HC Deb 09 March 1979 vol 963 cc837-8W
Mr. Litterick

asked the Chancellor of the Exchequer what is his Department's estimate of the cost to the Treasury of interest charges to be paid until their maturity dates on the Government securities sold during the last two weeks.

Mr. Denzil Davies

, pursuant to his reply [Official Report, 8 March 1979; Vol. 963, c. 774], gave the following in formation:

In accordance with the prospectus dated 16 February 1979, £500 million of 13.1/4 per cent.
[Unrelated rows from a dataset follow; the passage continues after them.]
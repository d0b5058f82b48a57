//! ID generation utilities.

use uuid::Uuid;

/// ID generator for support records.
#[derive(Debug, Clone, Default)]
pub struct IdGenerator {
    _private: (),
}

impl IdGenerator {
    /// Create a new ID generator.
    #[must_use]
    pub const fn new() -> Self {
        Self { _private: () }
    }

    /// Generate a report ticket ID (random UUID v4, hyphenated).
    #[must_use]
    pub fn generate_uuid_v4(&self) -> String {
        Uuid::new_v4().to_string()
    }
}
Exchequer Stock 1987, and £800 million of 13.3/4 Treasury stock 2000–2003 were issued on 22 February 1979. First interest payments fall due on 22 July, £21,571,000, and on 25 July, £38,101,600. Thereafter, annual interest payments on the two stocks amount to £176,250,000 until January 1987, and then £110 million is payable annually until the second stock matures in 2000–2003. In addition, in accordance with invitations to tender issued on 23 February and 2 March 1979, £600 million Treasury Bills were issued in the two weeks ending 9 March 1979, the amount of discount allowed being £18,099,985. In addition tap Treasury bills, certificates of tax deposit, and securities issued through the director of savings were on sale during the period but details of the amounts sold and the interest payable thereon are not yet available.